Accurate genomic prediction of agronomic traits is critical for modern breeding and agriculture. Deep learning has great potential to enhance prediction by modeling nonlinearity, but its applications remain limited by inconsistent performance across diverse agronomic traits and environments and a lack of biological interpretability. Here, we propose a mixed-effect deep neural network (MeNet), a novel framework that unifies the statistical rigor of the mixed-effect model with the nonlinear modeling power of neural networks to advance genomic prediction. It employs dual embeddings to model phenotype-specific genetic relatedness as random effects and the cumulative nonlinear effect of genomic variants as fixed effects. Their contributions are dynamically adjusted through adaptive learning of the genetic complexity of the trait.
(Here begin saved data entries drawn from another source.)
//! Test discovery: every directory under the test root holding a
//! `test.json`, in path order.

use std::collections::BTreeSet;
use std::path::{Path, PathBuf};
use testhop_core::descriptor::descriptor_path;
use testhop_core::{RunError, DESCRIPTOR_FILE};
use tracing::{debug, warn};

/// A directory that holds a test descriptor.
#[derive(Debug, Clone, PartialEq, Eq)]
pub struct Candidate {
    pub dir: PathBuf,
    /// Names of the regular files next to the descriptor.
    pub files: BTreeSet<String>,
}

impl Candidate {
    pub fn descriptor_path(&self) -> PathBuf {
        descriptor_path(&self.dir)
    }
}

/// Find all candidates below `root`, sorted by directory path.
///
/// Only an unreadable root is an error; unreadable subdirectories are
/// skipped with a warning. Symlinked directories are not followed.
pub fn discover(root: &Path) -> Result<Vec<Candidate>, RunError> {
    let entries = std::fs::read_dir(root).map_err(|source| RunError::TestRoot {
        path: root.to_path_buf(),
        source,
    })?;

    let mut candidates = Vec::new();
    visit(root, entries, &mut candidates);
    candidates.sort_by(|a, b| a.dir.cmp(&b.dir));
    debug!(root = ?root, count = candidates.len(), "tests discovered");
    Ok(candidates)
}

fn visit(dir: &Path, entries: std::fs::ReadDir, candidates: &mut Vec<Candidate>) {
    let mut files = BTreeSet::new();
    let mut subdirs = Vec::new();

    for entry in entries.filter_map(|e| e.ok()) {
        let Ok(file_type) = entry.file_type() else {
            continue;
        };
        if file_type.is_dir() {
            subdirs.push(entry.path());
        } else if file_type.is_file() {
            files.insert(entry.file_name().to_string_lossy().into_owned());
        }
    }

    if files.contains(DESCRIPTOR_FILE) {
        candidates.push(Candidate {
            dir: dir.to_path_buf(),
            files,
        });
    }

    for sub in subdirs {
        match std::fs::read_dir(&sub) {
            Ok(entries) => visit(&sub, entries, candidates),
            Err(e) => warn!(dir = ?sub, error = %e, "skipping unreadable directory"),
        }
    }
}
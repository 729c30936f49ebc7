//! Child-process execution with captured output.

use std::fmt::Write as _;
use std::path::{Path, PathBuf};
use std::process::Stdio;
use std::time::Instant;
use tokio::process::Command;
use tracing::debug;

/// Environment variables never handed to a test process.
pub const FILTERED_ENV: &[&str] = &["OPENSSL_CONF"];

/// One child process to run to completion.
#[derive(Debug, Clone)]
pub struct Step {
    /// Label used in diagnostics, e.g. `dotnet restore`.
    pub label: String,
    pub program: PathBuf,
    pub args: Vec<String>,
    pub working_dir: PathBuf,
}

impl Step {
    pub fn new(label: impl Into<String>, program: impl Into<PathBuf>, working_dir: &Path) -> Self {
        Self {
            label: label.into(),
            program: program.into(),
            args: Vec::new(),
            working_dir: working_dir.to_path_buf(),
        }
    }

    pub fn arg(mut self, arg: impl Into<String>) -> Self {
        self.args.push(arg.into());
        self
    }

    fn command_line(&self) -> String {
        let mut line = self.program.display().to_string();
        for arg in &self.args {
            line.push(' ');
            line.push_str(arg);
        }
        line
    }
}

/// Result of a step that ran.
#[derive(Debug, Clone)]
pub struct StepResult {
    pub label: String,
    pub command_line: String,

    /// Exit code (0 = success, -1 when killed by a signal).
    pub exit_code: i32,

    /// Captured stdout.
    pub stdout: String,

    /// Captured stderr.
    pub stderr: String,

    /// Duration in milliseconds.
    pub duration_ms: u64,
}

impl StepResult {
    pub fn passed(&self) -> bool {
        self.exit_code == 0
    }

    /// Append this step's transcript to `out`.
    pub fn render_into(&self, out: &mut String) {
        let _ = writeln!(out, "$ {}", self.command_line);
        out.push_str("# Standard Output:\n");
        push_block(out, &self.stdout);
        out.push_str("# Standard Error:\n");
        push_block(out, &self.stderr);
        let _ = writeln!(out, "# Exit Code: {}", self.exit_code);
    }
}

fn push_block(out: &mut String, text: &str) {
    out.push_str(text);
    if !text.is_empty() && !text.ends_with('\n') {
        out.push('\n');
    }
}

/// Run `step`, blocking until the child exits, and capture both streams
/// in full.
///
/// Only spawn and wait failures are errors; a non-zero exit is a normal
/// [`StepResult`].
pub async fn run_step(step: &Step) -> std::io::Result<StepResult> {
    let start = Instant::now();
    debug!(step = %step.label, dir = ?step.working_dir, "spawning");

    let mut command = Command::new(&step.program);
    command
        .args(&step.args)
        .current_dir(&step.working_dir)
        .stdin(Stdio::null())
        .stdout(Stdio::piped())
        .stderr(Stdio::piped());
    for name in FILTERED_ENV {
        command.env_remove(name);
    }

    let output = command.spawn()?.wait_with_output().await?;

    let duration_ms = start.elapsed().as_millis() as u64;
    let exit_code = output.status.code().unwrap_or(-1);
    debug!(step = %step.label, exit_code, duration_ms, "step finished");

    Ok(StepResult {
        label: step.label.clone(),
        command_line: step.command_line(),
        exit_code,
        stdout: String::from_utf8_lossy(&output.stdout).to_string(),
        stderr: String::from_utf8_lossy(&output.stderr).to_string(),
        duration_ms,
    })
}
//! Decides whether a descriptor applies to the current run.
//!
//! Pure logic: no I/O, no logging. Checks short-circuit in order:
//! enabled state, version, platform blacklist.

use crate::config::RunTarget;
use crate::descriptor::TestDescriptor;
use crate::version::{RuntimeVersion, VersionSpec};
use std::collections::BTreeSet;
use std::fmt;

/// Outcome of selection, with the reason a test was left out.
#[derive(Debug, Clone, PartialEq, Eq)]
pub enum Selection {
    Eligible,
    Disabled,
    VersionMismatch,
    Blacklisted { platform: String },
}

impl Selection {
    pub fn is_eligible(&self) -> bool {
        matches!(self, Selection::Eligible)
    }
}

impl fmt::Display for Selection {
    fn fmt(&self, f: &mut fmt::Formatter<'_>) -> fmt::Result {
        match self {
            Selection::Eligible => write!(f, "eligible"),
            Selection::Disabled => write!(f, "disabled"),
            Selection::VersionMismatch => write!(f, "version does not apply"),
            Selection::Blacklisted { platform } => write!(f, "blacklisted on {platform}"),
        }
    }
}

/// Select `descriptor` against `target`.
pub fn select(descriptor: &TestDescriptor, target: &RunTarget) -> Selection {
    if !descriptor.enabled && !target.execute_disabled {
        return Selection::Disabled;
    }

    if !version_matches(descriptor, &target.version) {
        return Selection::VersionMismatch;
    }

    if let Some(platform) = blacklisted_on(descriptor, &target.platforms) {
        return Selection::Blacklisted {
            platform: platform.to_string(),
        };
    }

    Selection::Eligible
}

/// Boolean form of [`select`] over loose arguments.
pub fn is_eligible(
    descriptor: &TestDescriptor,
    run_version: &RuntimeVersion,
    run_platforms: &BTreeSet<String>,
    execute_disabled: bool,
) -> bool {
    if !descriptor.enabled && !execute_disabled {
        return false;
    }
    version_matches(descriptor, run_version) && blacklisted_on(descriptor, run_platforms).is_none()
}

/// Version-specific tests need an exact (or major-wildcard) match; baseline
/// tests apply from their declared version onward. A pre-release run counts
/// as its release.
pub fn version_matches(descriptor: &TestDescriptor, run_version: &RuntimeVersion) -> bool {
    let run_version = run_version.release();
    match (&descriptor.target_version, descriptor.version_specific) {
        (VersionSpec::Exact(v), true) => *v == run_version,
        (VersionSpec::AnyMinor { major }, true) => *major == run_version.major,
        (VersionSpec::Exact(v), false) => *v <= run_version,
        (VersionSpec::AnyMinor { major }, false) => *major <= run_version.major,
    }
}

fn blacklisted_on<'a>(
    descriptor: &TestDescriptor,
    platforms: &'a BTreeSet<String>,
) -> Option<&'a str> {
    platforms
        .iter()
        .find(|p| descriptor.platform_blacklist.contains(*p))
        .map(String::as_str)
}
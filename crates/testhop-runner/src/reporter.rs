//! Run summary and result reporting.

use anyhow::{Context, Result};
use chrono::{DateTime, Utc};
use serde::Serialize;
use std::fmt;
use std::path::Path;
use testhop_core::RunLog;
use tracing::info;

/// Highest exit status a run reports for failed tests; 255 is reserved
/// for runs that abort.
pub const MAX_FAILURE_EXIT: u8 = 254;

/// How one counted test ended.
#[derive(Debug, Clone, Copy, PartialEq, Eq, Serialize)]
#[serde(rename_all = "snake_case")]
pub enum Outcome {
    Passed,
    Failed,
    /// The descriptor could not be loaded; nothing ran.
    LoadFailed,
}

/// One counted test.
#[derive(Debug, Clone, PartialEq, Eq, Serialize)]
pub struct TestRecord {
    /// Test name, or the directory when the descriptor did not load.
    pub name: String,
    pub outcome: Outcome,
    #[serde(skip_serializing_if = "Option::is_none")]
    pub exit_code: Option<i32>,
    /// Captured output, or the load error for [`Outcome::LoadFailed`].
    #[serde(skip)]
    pub output: String,
}

/// Aggregate counters of a run.
///
/// `total == passed + failed` always holds; load failures are part of
/// `failed` and also tallied in `load_failures`.
#[derive(Debug, Clone, PartialEq, Eq, Serialize)]
pub struct RunSummary {
    pub total: u32,
    pub passed: u32,
    pub failed: u32,
    pub load_failures: u32,
    pub skipped: u32,
    pub halted_early: bool,
    pub started_at: DateTime<Utc>,
    #[serde(skip_serializing_if = "Option::is_none")]
    pub finished_at: Option<DateTime<Utc>>,
    pub tests: Vec<TestRecord>,
}

impl RunSummary {
    pub fn start() -> Self {
        Self {
            total: 0,
            passed: 0,
            failed: 0,
            load_failures: 0,
            skipped: 0,
            halted_early: false,
            started_at: Utc::now(),
            finished_at: None,
            tests: Vec::new(),
        }
    }

    pub fn record_pass(&mut self, name: &str, output: String) {
        self.total += 1;
        self.passed += 1;
        self.tests.push(TestRecord {
            name: name.to_string(),
            outcome: Outcome::Passed,
            exit_code: Some(0),
            output,
        });
    }

    pub fn record_failure(&mut self, name: &str, exit_code: i32, output: String) {
        self.total += 1;
        self.failed += 1;
        self.tests.push(TestRecord {
            name: name.to_string(),
            outcome: Outcome::Failed,
            exit_code: Some(exit_code),
            output,
        });
    }

    pub fn record_load_failure(&mut self, name: &str, error: &str) {
        self.total += 1;
        self.failed += 1;
        self.load_failures += 1;
        self.tests.push(TestRecord {
            name: name.to_string(),
            outcome: Outcome::LoadFailed,
            exit_code: None,
            output: error.to_string(),
        });
    }

    pub fn record_skip(&mut self) {
        self.skipped += 1;
    }

    pub fn finish(&mut self) {
        self.finished_at = Some(Utc::now());
    }

    pub fn success(&self) -> bool {
        self.failed == 0
    }

    /// Process exit status: the failed count, clamped to [`MAX_FAILURE_EXIT`].
    pub fn exit_code(&self) -> u8 {
        self.failed.min(u32::from(MAX_FAILURE_EXIT)) as u8
    }
}

impl fmt::Display for RunSummary {
    fn fmt(&self, f: &mut fmt::Formatter<'_>) -> fmt::Result {
        write!(
            f,
            "Total: {} Passed: {} Failed: {}",
            self.total, self.passed, self.failed
        )
    }
}

/// The flat key=value results artifact.
pub fn render_properties(summary: &RunSummary) -> String {
    format!(
        "tests.total={}\ntests.passed={}\ntests.failed={}\n",
        summary.total, summary.passed, summary.failed
    )
}

pub fn write_properties(path: &Path, summary: &RunSummary) -> Result<()> {
    std::fs::write(path, render_properties(summary))
        .with_context(|| format!("Failed to write results file {}", path.display()))
}

/// JUnit XML for the counted tests. Load failures are `<error>` cases,
/// failed tests are `<failure>` cases; skipped tests do not appear.
pub fn render_junit(summary: &RunSummary) -> String {
    let mut xml = String::from("<?xml version=\"1.0\" encoding=\"utf-8\"?>\n");
    xml.push_str(&format!(
        "<testsuite name=\"dotnet\" tests=\"{}\" failures=\"{}\" errors=\"{}\"",
        summary.total,
        summary.failed - summary.load_failures,
        summary.load_failures
    ));
    if summary.tests.is_empty() {
        xml.push_str(" />");
        return xml;
    }

    xml.push_str(">\n");
    for test in &summary.tests {
        xml.push_str(&format!(
            "  <testcase name=\"{}\" classname=\"TestSuite\">\n",
            xml_escape(&test.name)
        ));
        match test.outcome {
            Outcome::Passed => {}
            Outcome::Failed => xml.push_str(&format!(
                "    <failure message=\"Exit code {}\" />\n",
                test.exit_code.unwrap_or_default()
            )),
            Outcome::LoadFailed => xml.push_str(&format!(
                "    <error message=\"{}\" />\n",
                xml_escape(first_line(&test.output))
            )),
        }
        xml.push_str(&format!(
            "    <system-out>{}</system-out>\n",
            xml_escape(&test.output)
        ));
        xml.push_str("  </testcase>\n");
    }
    xml.push_str("</testsuite>");
    xml
}

pub fn write_junit(path: &Path, summary: &RunSummary) -> Result<()> {
    std::fs::write(path, render_junit(summary))
        .with_context(|| format!("Failed to write JUnit report {}", path.display()))
}

fn first_line(text: &str) -> &str {
    text.lines().next().unwrap_or_default()
}

/// Escape markup and drop characters XML 1.0 cannot carry.
fn xml_escape(text: &str) -> String {
    let mut escaped = String::with_capacity(text.len());
    for c in text.chars().filter(|c| xml_char(*c)) {
        match c {
            '&' => escaped.push_str("&amp;"),
            '<' => escaped.push_str("&lt;"),
            '>' => escaped.push_str("&gt;"),
            '"' => escaped.push_str("&quot;"),
            '\'' => escaped.push_str("&apos;"),
            c => escaped.push(c),
        }
    }
    escaped
}

fn xml_char(c: char) -> bool {
    matches!(c, '\t' | '\n' | '\r') || (c >= ' ' && c != '\u{FFFE}' && c != '\u{FFFF}')
}

/// Emit the summary line to the run log and stdout.
pub fn report(summary: &RunSummary, log: &RunLog) {
    log.announce(&summary.to_string());
    if summary.halted_early {
        log.record("Run halted after the first failure");
    }
    info!(
        total = summary.total,
        passed = summary.passed,
        failed = summary.failed,
        skipped = summary.skipped,
        success = summary.success(),
        "run finished"
    );
    log.flush();
}

#[cfg(test)]
mod tests {
    use super::*;

    fn summary() -> RunSummary {
        let mut summary = RunSummary::start();
        summary.record_pass("alpha", "alpha\n\nok\n".to_string());
        summary.record_failure("beta", 3, "beta\n\nboom\n".to_string());
        summary.record_load_failure("gamma", "Failed to load test: missing field `type`");
        summary.record_skip();
        summary.finish();
        summary
    }

    #[test]
    fn test_counts_add_up() {
        let summary = summary();
        assert_eq!(summary.total, 3);
        assert_eq!(summary.passed, 1);
        assert_eq!(summary.failed, 2);
        assert_eq!(summary.load_failures, 1);
        assert_eq!(summary.skipped, 1);
        assert_eq!(summary.total, summary.passed + summary.failed);
        assert!(!summary.success());
        assert_eq!(summary.to_string(), "Total: 3 Passed: 1 Failed: 2");
    }

    #[test]
    fn test_exit_code_is_clamped() {
        let mut summary = RunSummary::start();
        assert_eq!(summary.exit_code(), 0);
        for i in 0..300 {
            summary.record_failure(&format!("t{i}"), 1, String::new());
        }
        assert_eq!(summary.exit_code(), MAX_FAILURE_EXIT);
    }

    #[test]
    fn test_properties_artifact() {
        let dir = tempfile::tempdir().unwrap();
        let path = dir.path().join("results.properties");
        write_properties(&path, &summary()).unwrap();

        assert_eq!(
            std::fs::read_to_string(&path).unwrap(),
            "tests.total=3\ntests.passed=1\ntests.failed=2\n"
        );
    }

    #[test]
    fn test_summary_serializes_outcomes() {
        let value = serde_json::to_value(summary()).unwrap();
        assert_eq!(value["total"], 3);
        assert_eq!(value["load_failures"], 1);
        assert_eq!(value["tests"][1]["outcome"], "failed");
        assert_eq!(value["tests"][2]["outcome"], "load_failed");
        assert!(value["tests"][2].get("exit_code").is_none());
        assert!(value["tests"][0].get("output").is_none());
    }

    #[test]
    fn test_junit_empty_run() {
        assert_eq!(
            render_junit(&RunSummary::start()),
            "<?xml version=\"1.0\" encoding=\"utf-8\"?>\n\
             <testsuite name=\"dotnet\" tests=\"0\" failures=\"0\" errors=\"0\" />"
        );
    }

    #[test]
    fn test_junit_single_passing_test() {
        let mut summary = RunSummary::start();
        summary.record_pass("foo", String::new());

        assert_eq!(
            render_junit(&summary),
            "<?xml version=\"1.0\" encoding=\"utf-8\"?>\n\
             <testsuite name=\"dotnet\" tests=\"1\" failures=\"0\" errors=\"0\">\n  \
             <testcase name=\"foo\" classname=\"TestSuite\">\n    \
             <system-out></system-out>\n  \
             </testcase>\n\
             </testsuite>"
        );
    }

    #[test]
    fn test_junit_strips_control_characters() {
        let mut summary = RunSummary::start();
        summary.record_pass(
            "foo",
            "\u{1}\u{2}\u{3}\u{4}\u{5}aaa\u{6}\u{7}\u{8}\u{1A}\u{1B}\u{1C}bbb\u{1D}".to_string(),
        );

        assert!(render_junit(&summary).contains("<system-out>aaabbb</system-out>"));
    }

    #[test]
    fn test_junit_marks_failures_and_load_errors() {
        let mut summary = summary();
        summary.record_pass("<odd> & \"quoted\"", "a < b\tc\n".to_string());
        let xml = render_junit(&summary);

        assert!(xml.contains("tests=\"4\" failures=\"1\" errors=\"1\""));
        assert!(xml.contains("<failure message=\"Exit code 3\" />"));
        assert!(xml.contains("<error message=\"Failed to load test: missing field `type`\" />"));
        assert!(xml.contains("<system-out>beta\n\nboom\n</system-out>"));
        assert!(xml.contains("name=\"&lt;odd&gt; &amp; &quot;quoted&quot;\""));
        assert!(xml.contains("<system-out>a &lt; b\tc\n</system-out>"));
        assert!(xml.ends_with("</testsuite>"));
    }

    #[test]
    fn test_write_junit_to_log_dir() {
        let dir = tempfile::tempdir().unwrap();
        let path = dir.path().join("results.xml");
        write_junit(&path, &summary()).unwrap();

        let xml = std::fs::read_to_string(&path).unwrap();
        assert!(xml.starts_with("<?xml version=\"1.0\" encoding=\"utf-8\"?>\n<testsuite"));
        assert_eq!(xml.matches("<testcase ").count(), 3);
    }

    #[test]
    fn test_write_properties_reports_path() {
        let err = write_properties(Path::new("/nonexistent/dir/results.properties"), &summary())
            .unwrap_err();
        assert!(err.to_string().contains("results.properties"));
    }
}
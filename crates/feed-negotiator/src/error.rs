//! Error types for feed negotiation

use thiserror::Error;

/// Errors raised while negotiating package feeds.
///
/// None of these fail a run: the negotiator logs them and falls back to
/// "no override".
#[derive(Error, Debug)]
pub enum NegotiationError {
    /// The runtime inventory command could not be run or failed
    #[error("runtime inventory failed: {0}")]
    Inventory(String),

    /// HTTP request failed
    #[error("HTTP error: {0}")]
    Http(String),

    /// The package index answered with something other than a version listing
    #[error("unexpected package index response: {0}")]
    UnexpectedListing(String),

    /// A discovered feed URL is not an http(s) URL
    #[error("invalid feed URL {url:?}")]
    InvalidFeedUrl { url: String },

    /// A discovered feed URL did not answer the reachability probe
    #[error("feed {url} is unreachable (status {status})")]
    Unreachable { url: String, status: u16 },

    /// IO error
    #[error("IO error: {0}")]
    Io(#[from] std::io::Error),

    /// JSON parsing error
    #[error("JSON parsing error: {0}")]
    Json(#[from] serde_json::Error),
}

impl From<reqwest::Error> for NegotiationError {
    fn from(err: reqwest::Error) -> Self {
        NegotiationError::Http(err.to_string())
    }
}
//! Alternate feeds published per release branch
//!
//! When a runtime build is not yet on the default source, the release
//! branch's mapping file names a staging feed carrying it.

use crate::config::FeedConfig;
use crate::error::NegotiationError;
use crate::Result;
use async_trait::async_trait;
use reqwest::Url;
use testhop_core::RuntimeVersion;
use tracing::{debug, info};

/// Release-branch identifier for a runtime version.
pub fn release_branch(version: &RuntimeVersion) -> String {
    format!("branch/{}", version.major_minor())
}

/// Resolves a release branch to a reachable alternate feed URL.
#[async_trait]
pub trait FeedDirectory: Send + Sync {
    async fn alternate_feed(&self, branch: &str) -> Result<String>;
}

/// Directory backed by the mapping files in the source-build repository.
#[derive(Debug, Clone)]
pub struct ReleaseFeeds {
    client: reqwest::Client,
    config: FeedConfig,
}

impl ReleaseFeeds {
    pub fn new(client: reqwest::Client, config: FeedConfig) -> Self {
        Self { client, config }
    }

    async fn probe(&self, url: &Url) -> Result<()> {
        let response = self.client.get(url.clone()).send().await?;
        let status = response.status();
        if status.is_success() {
            Ok(())
        } else {
            Err(NegotiationError::Unreachable {
                url: url.to_string(),
                status: status.as_u16(),
            })
        }
    }
}

#[async_trait]
impl FeedDirectory for ReleaseFeeds {
    async fn alternate_feed(&self, branch: &str) -> Result<String> {
        let mapping_url = self.config.release_feed_url_for(branch);
        debug!(url = %mapping_url, "fetching release feed mapping");

        let body = self
            .client
            .get(&mapping_url)
            .send()
            .await?
            .error_for_status()?
            .text()
            .await?;

        let url = parse_feed_url(&body)?;
        self.probe(&url).await?;
        info!(branch, feed = %url, "alternate feed is reachable");
        Ok(url.to_string())
    }
}

/// Validate the body of a mapping file as an http(s) URL.
pub fn parse_feed_url(body: &str) -> Result<Url> {
    let candidate = body.trim();
    let invalid = || NegotiationError::InvalidFeedUrl {
        url: candidate.to_string(),
    };
    let url = Url::parse(candidate).map_err(|_| invalid())?;
    match url.scheme() {
        "http" | "https" => Ok(url),
        _ => Err(invalid()),
    }
}
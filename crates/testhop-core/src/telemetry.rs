//! Tracing initialisation for the testhop binary.
//!
//! Diagnostics go through `tracing`; the narration operators read lives in
//! the run log (see [`crate::run_log`]). Call [`init_tracing`] once at
//! program start. Later calls are ignored.

use tracing::Level;
use tracing_subscriber::layer::SubscriberExt;
use tracing_subscriber::util::SubscriberInitExt;
use tracing_subscriber::{fmt, EnvFilter};

/// Initialise the global tracing subscriber.
///
/// * `json` - emit newline-delimited JSON instead of human-readable lines.
/// * `level` - verbosity used when `RUST_LOG` is not set.
///
/// Diagnostics are written to stderr so they never interleave with the
/// PASS/FAIL lines on stdout.
pub fn init_tracing(json: bool, level: Level) {
    let env_filter =
        EnvFilter::try_from_default_env().unwrap_or_else(|_| EnvFilter::new(level.as_str()));

    if json {
        tracing_subscriber::registry()
            .with(env_filter)
            .with(fmt::layer().with_target(false).with_writer(std::io::stderr).json())
            .try_init()
            .ok();
    } else {
        tracing_subscriber::registry()
            .with(env_filter)
            .with(fmt::layer().with_target(false).with_writer(std::io::stderr))
            .try_init()
            .ok();
    }
}

/// `DEBUG` when the debug-trace mode is on, `INFO` otherwise.
pub fn level_for(debug: bool) -> Level {
    if debug {
        Level::DEBUG
    } else {
        Level::INFO
    }
}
When tested on three datasets from three crops, including 12 rice traits under three environments, wheat grain yield under four environments, and three maize traits, MeNet achieved superior performance in 34 of 36 evaluations, outperforming 11 state-of-the-art models, including conventional statistical models and deep learning approaches. Notably, it exceeded the theoretical upper bound of additive heritability for key traits, demonstrating its capacity to capture epistatic and gene-by-environment interactions. MeNet enables direct exploitation of genomic variants without dimensionality reduction and scales robustly with marker quantity. It performs cross-environment prediction using only 10% of field samples for training, achieving, on average, a 57.07% gain over baseline models. MeNet's robustness and generalizability underscore the potential for foundation models to streamline multi-site and multi-year prediction with minimal field data for the breeding of climate-resilient crops.